According to a
new study conduced by a team of American researchers, it seems that parents of
depressed teenagers should not lose hope if initial drug treatments fail to
combat the issue. The study published on Tuesday showed that failure of the
initial drug treatment against teenage depression is something common, as it
happens in four out of 10 cases. However, sufferers and their parents should
not lose hope, as the recent study showed that switching medicine and adding
psychotherapy to the treatment might improve the initial situation.
"The
findings should be encouraging for families with a teen who has been struggling
with depression for some time," said Doctor David Brent of the University of Pittsburgh and the main author of the
study, which was published on Tuesday in the Journal of the American Medical
Association.
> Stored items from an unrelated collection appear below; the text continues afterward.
mod aabb;
mod bounds;
mod intersect;

pub use aabb::Aabb;
pub use bounds::{Bounds, Shape};
pub use intersect::{
    box_intersects_box, box_intersects_sphere, box_intersects_sphere_sq, line_box_hit_point,
    line_intersects_box, line_intersects_sphere, line_sphere_hit_point, round_vec_to_cell,
};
Doctor David Brent and his team conducted this study between 2000
and 2008. They used 334 patients with ages between 12 and 18 who suffered from
major depression and who hadn’t previously responded to two months of treatment
with a popular type of SSRI (selective serotonin reuptake inhibitor).
However, the
sufferers were variously switched to other SSRIs, such as Eli Lilly and Co.'s
Prozac (fluoxetine), Forest Laboratories Inc.'s Celexa (citalopram) or
GlaxoSmithKline Paxil (paroxetine); they were also given a different SSRI and
cognitive behavioral therapy, emphasizing behavior and problem-solving change;
or they were switched to Wyeth’s Effexor (venlafaxine), which is a SNRI
(serotonin and norepinephrine reuptake inhibitor). Another variant was
switching to Effexor and therapy.
According to the
research, about 55 percent of sufferers who switched to either type of
medication and added therapy responded, while 41 percent of those who switched
only to another medication, without adding therapy, also got better.
"About 40
percent of adolescents with depression do not adequately respond to a first
treatment course with an antidepressant medication, and clinicians have no
solid guidelines on how to choose subsequent treatments for these
patients," said Doctor Thomas Insel, director of the National Institute of
Mental Health, that institution that paid for the study.